### To do
Say how many lines of these entries include the word "access", and answer with the number alone.

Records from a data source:
□ □ □ □ □ □ □
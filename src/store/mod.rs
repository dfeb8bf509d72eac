//! The sharded shift store.
//!
//! The database is 256 immutable JSON chunks on disk, one per slice of the
//! HOSE key space; [`chunk_index`] decides which chunk may hold a key.
//! Chunks load lazily on first touch and stay resident; concurrent first
//! touches of the same index coalesce on a per-slot mutex while other
//! indices proceed independently.

mod chunk;
mod hash;

use std::fs;
use std::path::PathBuf;
use std::sync::Arc;
use std::time::Instant;

use parking_lot::Mutex;
use rayon::prelude::*;
use tracing::{debug, warn};

use crate::error::{Error, Result};

pub use chunk::{Chunk, ShiftEntry, SolventStats};
pub use hash::{chunk_index, chunk_name, CHUNK_COUNT};

/// Read-side handle to the chunked shift database.
#[derive(Debug)]
pub struct ShiftStore {
    root: PathBuf,
    slots: Vec<Mutex<Option<Arc<Chunk>>>>,
}

impl ShiftStore {
    /// Opens a store rooted at a directory of `chunk_NNN` artifacts.
    ///
    /// Only the root's existence is checked here; individual chunks load on
    /// demand and surface their own errors.
    pub fn open(root: impl Into<PathBuf>) -> Result<Self> {
        let root = root.into();
        if !root.is_dir() {
            return Err(Error::MissingRoot(root));
        }
        let slots = (0..CHUNK_COUNT).map(|_| Mutex::new(None)).collect();
        Ok(Self { root, slots })
    }

    /// The chunk at `index`, loading it on first access.
    ///
    /// Callers racing for the same index block on the slot until the first
    /// one has installed the map; the installed `Arc` is shared by all.
    pub fn chunk(&self, index: usize) -> Result<Arc<Chunk>> {
        let mut slot = self.slots[index].lock();
        if let Some(chunk) = slot.as_ref() {
            return Ok(Arc::clone(chunk));
        }

        let started = Instant::now();
        let path = self.root.join(chunk_name(index));
        let bytes = fs::read(&path).map_err(|source| Error::ChunkIo { index, source })?;
        let parsed: Chunk = serde_json::from_slice(&bytes)
            .map_err(|source| Error::ChunkDecode { index, source })?;

        if parsed.is_empty() {
            warn!(index, "chunk is empty");
        }
        debug!(
            index,
            entries = parsed.len(),
            elapsed_ms = started.elapsed().as_millis() as u64,
            "chunk loaded"
        );

        let chunk = Arc::new(parsed);
        *slot = Some(Arc::clone(&chunk));
        Ok(chunk)
    }

    /// Loads the chunks for a key set in parallel, deduplicating indices.
    /// Returns once every requested chunk is resident.
    pub fn preload<'a, I>(&self, keys: I) -> Result<()>
    where
        I: IntoIterator<Item = &'a str>,
    {
        let mut indices: Vec<usize> = keys.into_iter().map(chunk_index).collect();
        indices.sort_unstable();
        indices.dedup();
        indices
            .par_iter()
            .try_for_each(|&index| self.chunk(index).map(|_| ()))
    }

    /// Probes the one chunk that may hold `key`.
    pub fn query_exact(&self, key: &str) -> Result<Option<ShiftEntry>> {
        let chunk = self.chunk(chunk_index(key))?;
        Ok(chunk.get(key).cloned())
    }

    /// Streams every `(chunk index, key, entry)` triple to the callback,
    /// loading chunks one at a time in index order.
    pub fn scan<F>(&self, mut f: F) -> Result<()>
    where
        F: FnMut(usize, &str, &ShiftEntry),
    {
        for index in 0..CHUNK_COUNT {
            let chunk = self.chunk(index)?;
            for (key, entry) in chunk.iter() {
                f(index, key, entry);
            }
        }
        Ok(())
    }

    /// Drops every resident chunk. Correctness is unaffected: the next
    /// access reloads from disk.
    pub fn clear(&self) {
        for slot in &self.slots {
            *slot.lock() = None;
        }
    }

    /// Number of chunks currently resident.
    pub fn resident_chunks(&self) -> usize {
        self.slots
            .iter()
            .filter(|slot| slot.lock().is_some())
            .count()
    }

    pub fn root(&self) -> &std::path::Path {
        &self.root
    }
}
□ □ □ □ □ □ □
### Exercise output
2